▶ Aim of the exercise
Copy, from the entries below, each line where the word "self" can be found.

▶ Exercise data
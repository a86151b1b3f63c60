use anyhow::{bail, Result};
use chrono::Local;
use tracing::{error, info};

use super::audit_loop::{AuditLoop, LlmAuditor, LlmCorrector, LoopOutcome, LoopSeed};
use super::inputs::{self, CaseInputs, PersonaSet};
use super::parser;
use super::persist::{self, PersistedRun, RunPersister};
use super::record::{ModelSettings, RunRecord, RunStatus, Stage};
use super::summary::build_overall_summary;
use crate::config::Config;
use crate::error::PipelineError;
use crate::llm::client::{LlmClient, Prompt};
use crate::llm::prompts;

/// Result of a run that reached persistence.
#[derive(Debug)]
pub struct RunReport {
    pub status: RunStatus,
    pub summary: String,
    pub persisted: PersistedRun,
}

/// Pick the requested case, or the first available one.
pub fn resolve_case(config: &Config, requested: Option<&str>) -> Result<String> {
    let cases = inputs::list_cases(&config.paths.netlogo_dir)?;
    if cases.is_empty() {
        return Err(PipelineError::NoCases(config.paths.netlogo_dir.clone()).into());
    }
    match requested {
        Some(case) if cases.iter().any(|c| c == case) => Ok(case.to_string()),
        Some(case) => bail!(
            "Unknown NetLogo case '{}'. Available: {}",
            case,
            cases.join(", ")
        ),
        None => {
            info!("No case selected, using default: {}", cases[0]);
            Ok(cases[0].clone())
        }
    }
}

/// Run the pipeline once: compose, call, parse, audit/correct, persist.
///
/// The task file and inputs are checked before anything is sent to the
/// model. Once the output directory exists, failures are recorded as a
/// `FAILED` run and persisted before the error is returned.
pub async fn run_pipeline(
    config: &Config,
    client: &dyn LlmClient,
    case: Option<&str>,
) -> Result<RunReport> {
    let task_instructions = inputs::load_task_instructions(&config.paths.task_file)?;
    let case = resolve_case(config, case)?;
    let persona = inputs::load_persona_set(&config.paths.persona_dir, &config.run.persona_set)?;
    let case_inputs = inputs::load_case(&config.paths.netlogo_dir, &case)?;

    let run_id = Local::now().format("%Y%m%d_%H%M%S").to_string();
    let settings = ModelSettings {
        model: client.model().to_string(),
        provider: config.llm.resolved_provider().to_string(),
        reasoning_effort: config.llm.reasoning_effort,
        verbosity: config.llm.verbosity,
    };
    let mut record = RunRecord::new(run_id, &case, &persona.name, settings);

    info!("--- Starting run: {} ---", record.run_id);
    info!("Case: {}", record.case);
    info!("Persona set: {}", record.persona_set);
    info!("Model: {}", record.settings.model);
    info!("Reasoning: {}", record.settings.reasoning_effort);
    info!("Verbosity: {}", record.settings.verbosity);

    let dir = persist::run_dir(
        &config.paths.output_dir,
        record.started_at,
        &record.persona_set,
        &record.case,
        &record.settings.model,
    );
    let persister = RunPersister::create(dir)?;

    let result = execute(
        config,
        client,
        &persister,
        &task_instructions,
        &case_inputs,
        &persona,
        &mut record,
    )
    .await;

    let (status, failure) = match result {
        Ok(outcome) => (outcome.status, None),
        Err(e) => {
            error!("Run failed: {:#}", e);
            (RunStatus::Failed(format!("{:#}", e)), Some(e))
        }
    };
    record.finish(status.clone());

    let summary = build_overall_summary(&record);
    info!("\n{}", summary);
    persister.write_summary(&summary)?;
    let persisted = persister.persist(record)?;

    match failure {
        Some(e) => Err(e),
        None => Ok(RunReport {
            status,
            summary,
            persisted,
        }),
    }
}

async fn execute(
    config: &Config,
    client: &dyn LlmClient,
    persister: &RunPersister,
    task_instructions: &str,
    case_inputs: &CaseInputs,
    persona: &PersonaSet,
    record: &mut RunRecord,
) -> Result<LoopOutcome> {
    let text = prompts::generation_prompt(
        task_instructions,
        &case_inputs.netlogo_code,
        persona,
        &case_inputs.images,
    );
    persister.write_instructions(&text)?;
    record.prompt = text.clone();

    info!(
        "Sending request to model {} ({} image(s))",
        client.model(),
        case_inputs.images.len()
    );
    let completion = client
        .complete(&Prompt::text(text).with_images(case_inputs.images.clone()))
        .await?;
    info!(
        "Model call successful. Tokens: input={}, output={}, total={}",
        completion.usage.input_tokens, completion.usage.output_tokens, completion.usage.total_tokens
    );
    record.add_usage(completion.usage);
    record.raw_response = completion.text.clone();
    persister.write_response(&completion)?;

    let sections = parser::parse_generation_response(&completion.text)?;
    let initial = parser::parse_diagram(&sections.initial_diagram, Stage::Initial)?;

    let rules = persona.rules_document();
    let auditor = LlmAuditor::new(client, &rules);
    let corrector = LlmCorrector::new(client, &rules);
    let seed = LoopSeed {
        initial_audit: sections.initial_audit,
        corrected_diagram: sections.corrected_diagram,
        final_audit: sections.final_audit,
    };

    AuditLoop::new(&auditor, &corrector, config.run.max_corrections)
        .with_seed(seed)
        .with_sink(persister)
        .run(&initial, record)
        .await
}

▶ Reply
use super::inputs::{self, CaseInputs, PersonaSet};
use super::persist::{self, PersistedRun, RunPersister};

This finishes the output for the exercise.